So we’re 6 weeks into the Super 15, the Stormers are undefeated and top of both the South African conference and the combined Super 15 log. On paper they are in prime position to take their first Super rugby title. In reality, we know the ending to the script, so this leaves only the big question:
How will the Stormers find a way to pull this season out the snatches of victory, stuff it in the kitchen sink and choke it with all the enthusiasm and determination of a Proteas cricket player?

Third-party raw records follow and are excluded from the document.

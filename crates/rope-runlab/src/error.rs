//! Error types for run engine operations

use crate::lifecycle::{RunState, Transition};
use crate::types::RunId;
use thiserror::Error;

/// Result type alias for engine operations
pub type Result<T> = std::result::Result<T, EngineError>;

/// A single invalid field of a run configuration
#[derive(Debug, Clone, PartialEq, Eq)]
pub struct FieldViolation {
    pub field: &'static str,
    pub message: String,
}

impl FieldViolation {
    pub fn new(field: &'static str, message: impl Into<String>) -> Self {
        Self {
            field,
            message: message.into(),
        }
    }
}

impl std::fmt::Display for FieldViolation {
    fn fmt(&self, f: &mut std::fmt::Formatter<'_>) -> std::fmt::Result {
        write!(f, "{}: {}", self.field, self.message)
    }
}

/// Every violated field of a rejected run configuration, reported together
#[derive(Error, Debug, Clone, PartialEq, Eq)]
#[error("Invalid run configuration: {}", join_violations(.violations))]
pub struct ValidationError {
    pub violations: Vec<FieldViolation>,
}

impl ValidationError {
    /// Names of the offending fields, in the order they were checked
    pub fn fields(&self) -> Vec<&'static str> {
        self.violations.iter().map(|v| v.field).collect()
    }

    pub fn has_field(&self, field: &str) -> bool {
        self.violations.iter().any(|v| v.field == field)
    }
}

fn join_violations(violations: &[FieldViolation]) -> String {
    violations
        .iter()
        .map(ToString::to_string)
        .collect::<Vec<_>>()
        .join("; ")
}

/// Errors that can occur in run engine operations
#[derive(Error, Debug, Clone)]
pub enum EngineError {
    // === Caller input ===
    /// Malformed or out-of-range run configuration
    #[error(transparent)]
    Validation(#[from] ValidationError),

    /// A non-terminal run already uses this name
    #[error("A non-terminal run named '{0}' already exists")]
    DuplicateName(String),

    /// Export format not implemented
    #[error("Unsupported export format: {0}")]
    UnsupportedFormat(String),

    // === Lifecycle ===
    /// Transition attempted from a state that forbids it
    #[error("Cannot {action} run {run_id} while {from}")]
    IllegalState {
        run_id: RunId,
        from: RunState,
        action: Transition,
    },

    /// Unknown run id
    #[error("Run not found: {0}")]
    NotFound(RunId),

    /// Engine-wide active run limit reached
    #[error("Active run limit reached: {limit}")]
    Capacity { limit: usize },

    /// Event arrived while ingestion is suspended
    #[error("Event rejected for run {run_id} in state {state}")]
    Rejected { run_id: RunId, state: RunState },

    /// Bounded wait for an exclusive region expired
    #[error("Timed out waiting for {0}")]
    Busy(String),

    // === Plumbing ===
    /// Serialization error
    #[error("Serialization error: {0}")]
    Serialization(String),

    /// Configuration error
    #[error("Configuration error: {0}")]
    Config(String),

    /// Metrics registry error
    #[error("Telemetry error: {0}")]
    Telemetry(String),
}

impl EngineError {
    /// Stable numeric code for API consumers
    pub fn code(&self) -> u32 {
        match self {
            Self::Validation(_) => 2001,
            Self::DuplicateName(_) => 2002,
            Self::UnsupportedFormat(_) => 2003,
            Self::IllegalState { .. } => 2101,
            Self::NotFound(_) => 2102,
            Self::Capacity { .. } => 2103,
            Self::Rejected { .. } => 2104,
            Self::Busy(_) => 2105,
            _ => 9999,
        }
    }

    /// Whether retrying the same call later can succeed without changing input
    pub fn is_retryable(&self) -> bool {
        matches!(
            self,
            Self::Busy(_) | Self::Capacity { .. } | Self::Rejected { .. }
        )
    }
}

impl From<serde_json::Error> for EngineError {
    fn from(e: serde_json::Error) -> Self {
        Self::Serialization(e.to_string())
    }
}

impl From<csv::Error> for EngineError {
    fn from(e: csv::Error) -> Self {
        Self::Serialization(e.to_string())
    }
}

impl From<toml::de::Error> for EngineError {
    fn from(e: toml::de::Error) -> Self {
        Self::Config(e.to_string())
    }
}

impl From<prometheus::Error> for EngineError {
    fn from(e: prometheus::Error) -> Self {
        Self::Telemetry(e.to_string())
    }
}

Since we know the Stormers are NEVER going to win the title this year, shall we sketch out a few scenarios for how they could creatively find a way to butcher yet another promising start to the season? I see a few possibilities:
- They cruise through to a home semi against a minnow Kiwi team only to derail things internally with a row over pay and whether or not Brok Harris is entitled to wear pink boots in the new Axe Deodorant commercial.

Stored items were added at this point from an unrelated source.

//! # Datachain Rope Run Lab
//!
//! Lifecycle and live metrics engine for load and protocol test runs.
//!
//! ## Features
//!
//! - **Run Registry**: Bounded set of concurrent runs with unique ids and names
//! - **Lifecycle**: Draft → Running ⇄ Paused → Completed / Failed / Stopped
//! - **Ingestion**: Ordered event logs with O(1) incremental metrics
//! - **Queries**: Filter logs by kind, text, outcome, tags and time window
//! - **Export**: CSV rows and versioned JSON snapshots
//! - **Probers**: Scripted and HTTP producers driven by a Tokio task per run
//! - **HDR Histograms**: Latency percentiles per run
//!
//! ## Usage
//!
//! ```bash
//! # Probe an HTTP endpoint for 60s at 50 requests per second
//! cargo run --package rope-runlab -- run --name api-smoke --target https://dcscan.io/api/v1/health --duration 60 --rps 50
//!
//! # Replay a scripted run and export it
//! cargo run --package rope-runlab -- run --name replay --script steps.json --export json --output run.json
//!
//! # Validate a run configuration
//! cargo run --package rope-runlab -- validate --config run.toml
//! ```

pub mod clock;
pub mod config;
pub mod driver;
pub mod engine;
pub mod error;
pub mod export;
pub mod lifecycle;
pub mod metrics;
pub mod notify;
pub mod prober;
pub mod query;
mod registry;
mod report;
pub mod telemetry;
pub mod types;

pub use clock::{Clock, ManualClock, SystemClock};
pub use config::EngineConfig;
pub use driver::DriveSignal;
pub use engine::{IngestReceipt, RunEngine};
pub use error::{EngineError, FieldViolation, Result, ValidationError};
pub use export::{parse_structured, ExportFormat, RunExport, RunSnapshot};
pub use lifecycle::{RunState, Transition};
pub use metrics::{LatencyPercentiles, Metrics, OutcomeClassifier};
pub use notify::RunNotification;
pub use prober::{HttpProber, ProbeFault, ProbeItem, ProbeStream, ScriptStep, ScriptedProber, TargetProber};
pub use query::EventFilter;
pub use types::{
    Event, EventKind, ProbeOutcome, Run, RunConfig, RunId, RunKind, RunListFilter, RunSummary,
};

- Jacque Fourie gets an injury niggle thereby rendering the Stormers backline about as penetrative and threatening as Hans Solo frozen in carbonite.

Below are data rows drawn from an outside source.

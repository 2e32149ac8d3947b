//! # Datachain Rope Run Lab CLI
//!
//! Command-line interface for driving a single run through the engine.
//!
//! ## Usage
//!
//! ```bash
//! # HTTP run against a health endpoint
//! rope-runlab run --name api-smoke --target https://dcscan.io/api/v1/health --duration 60 --rps 100
//!
//! # Scripted run, exported as CSV
//! rope-runlab run --name replay --script steps.json --export csv --output replay.csv
//!
//! # Check a run configuration without running it
//! rope-runlab validate --config run.toml
//! ```

use anyhow::{bail, Context};
use clap::{Parser, Subcommand};
use rope_runlab::{
    EngineConfig, ExportFormat, HttpProber, RunConfig, RunEngine, RunKind, RunState, ScriptedProber,
    TargetProber,
};
use std::path::{Path, PathBuf};
use std::sync::Arc;
use tracing::{info, warn};
use tracing_subscriber::{fmt, prelude::*, EnvFilter};

#[derive(Parser)]
#[command(name = "rope-runlab")]
#[command(author = "Datachain Rope Team")]
#[command(version)]
#[command(about = "Run lifecycle and live metrics engine for Datachain Rope", long_about = None)]
struct Cli {
    #[command(subcommand)]
    command: Commands,

    /// Engine configuration file (TOML)
    #[arg(long, global = true)]
    engine_config: Option<PathBuf>,

    /// Enable verbose output
    #[arg(short, long, global = true)]
    verbose: bool,

    /// Emit logs as JSON
    #[arg(long, global = true)]
    json_logs: bool,
}

#[derive(Subcommand)]
enum Commands {
    /// Execute one run and print its report
    Run(RunArgs),

    /// Validate a run configuration file
    Validate {
        /// Run configuration file (TOML)
        #[arg(short, long)]
        config: PathBuf,
    },
}

#[derive(clap::Args)]
struct RunArgs {
    /// Run configuration file (TOML); flags below are ignored when set
    #[arg(long)]
    config: Option<PathBuf>,

    /// Run name
    #[arg(short, long, default_value = "adhoc")]
    name: String,

    /// Run kind: load, stress, spike, endurance or protocol:<name>
    #[arg(short, long, default_value = "load")]
    kind: RunKind,

    /// Run duration in seconds
    #[arg(short, long, default_value = "60")]
    duration: u64,

    /// Target events per second
    #[arg(short, long, default_value = "10")]
    rps: u64,

    /// Maximum requests in flight
    #[arg(short, long, default_value = "10")]
    concurrency: usize,

    /// Ramp-up duration in seconds
    #[arg(long, default_value = "0")]
    ramp_up: u64,

    /// Per-request timeout in seconds
    #[arg(long, default_value = "30")]
    timeout: u64,

    /// Retries per request
    #[arg(long, default_value = "0")]
    retries: u32,

    /// Target URL
    #[arg(short, long, default_value = "")]
    target: String,

    /// Replay a JSON script instead of probing the target
    #[arg(long)]
    script: Option<PathBuf>,

    /// Export format (csv or json)
    #[arg(long, requires = "output")]
    export: Option<ExportFormat>,

    /// Export destination
    #[arg(short, long)]
    output: Option<PathBuf>,

    /// Print engine metrics in Prometheus text format after the run
    #[arg(long)]
    metrics: bool,
}

impl RunArgs {
    fn run_config(&self) -> anyhow::Result<RunConfig> {
        if let Some(path) = &self.config {
            let content = std::fs::read_to_string(path)
                .with_context(|| format!("reading {}", path.display()))?;
            return Ok(RunConfig::from_toml_str(&content)?);
        }

        Ok(RunConfig {
            name: self.name.clone(),
            kind: self.kind.clone(),
            duration_secs: self.duration,
            target_rate_per_sec: self.rps,
            concurrency: self.concurrency,
            ramp_up_secs: self.ramp_up,
            per_event_timeout_secs: self.timeout,
            retries: self.retries,
            target: self.target.clone(),
            ..Default::default()
        })
    }
}

#[tokio::main]
async fn main() -> anyhow::Result<()> {
    let cli = Cli::parse();

    // Setup tracing
    let filter = EnvFilter::try_from_default_env().unwrap_or_else(|_| {
        if cli.verbose {
            EnvFilter::new("debug")
        } else {
            EnvFilter::new("info")
        }
    });
    if cli.json_logs {
        tracing_subscriber::registry()
            .with(fmt::layer().json())
            .with(filter)
            .init();
    } else {
        tracing_subscriber::registry()
            .with(fmt::layer())
            .with(filter)
            .init();
    }

    let engine_config = match &cli.engine_config {
        Some(path) => EngineConfig::load(path)?,
        None => EngineConfig::default(),
    };

    match cli.command {
        Commands::Run(args) => {
            let state = run(engine_config, args).await?;
            if state == RunState::Failed {
                std::process::exit(1);
            }
        }
        Commands::Validate { config } => validate(&engine_config, &config)?,
    }

    Ok(())
}

async fn run(engine_config: EngineConfig, args: RunArgs) -> anyhow::Result<RunState> {
    let config = args.run_config()?;
    let prober: Arc<dyn TargetProber> = match &args.script {
        Some(path) => {
            let json = std::fs::read_to_string(path)
                .with_context(|| format!("reading {}", path.display()))?;
            Arc::new(ScriptedProber::from_json(&json)?)
        }
        None => {
            if config.target.is_empty() {
                bail!("either --target or --script is required");
            }
            Arc::new(HttpProber::new()?)
        }
    };

    let engine = RunEngine::new(engine_config)?;
    let id = engine.create_run(config)?;
    info!(run_id = %id, prober = prober.name(), "Run lab ready");

    let mut driver = engine.launch(id, prober)?;
    let state = tokio::select! {
        joined = &mut driver => joined.context("driver task panicked")??,
        _ = tokio::signal::ctrl_c() => {
            warn!(run_id = %id, "Interrupted, stopping run");
            let state = engine.stop(id)?;
            driver.await.context("driver task panicked")??;
            state
        }
    };

    let snapshot = engine.snapshot(id)?;
    print!("{}", snapshot.render_report());

    if let (Some(format), Some(output)) = (args.export, &args.output) {
        let payload = engine.export(id, format)?;
        std::fs::write(output, payload).with_context(|| format!("writing {}", output.display()))?;
        info!("Results saved to {}", output.display());
    }

    if args.metrics {
        print!("{}", engine.telemetry().encode()?);
    }

    Ok(state)
}

fn validate(engine_config: &EngineConfig, path: &Path) -> anyhow::Result<()> {
    let content =
        std::fs::read_to_string(path).with_context(|| format!("reading {}", path.display()))?;
    let config = RunConfig::from_toml_str(&content)?;

    match config.validate(engine_config.max_concurrency) {
        Ok(()) => {
            println!("✅ {} is a valid run configuration", path.display());
            Ok(())
        }
        Err(e) => {
            for violation in &e.violations {
                println!("❌ {}", violation);
            }
            bail!("{} failed validation", path.display())
        }
    }
}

- Peter Grant forgets his finals BMT in the changing room and goes zero for ten at Loftus.
- A Stormers playoff spot is dependent on only needing to win a derby against a weaker home union like the Lions or Cheetahs. It’s in the bag until their up-until-then winless opponents happen to choose that day to play the game of their lives, knocking the Stormers out of the competition and injuring Schalk Burger in the process.
- Naqelevuki makes a surprise return to the Stormers squad, is rushed into the finals and knocks the ball on while attempting to score the winning try before tackling Mark Lawrence to ensure a red card send off back to Fiji.
Oh Stormers, how will you break our hearts this year?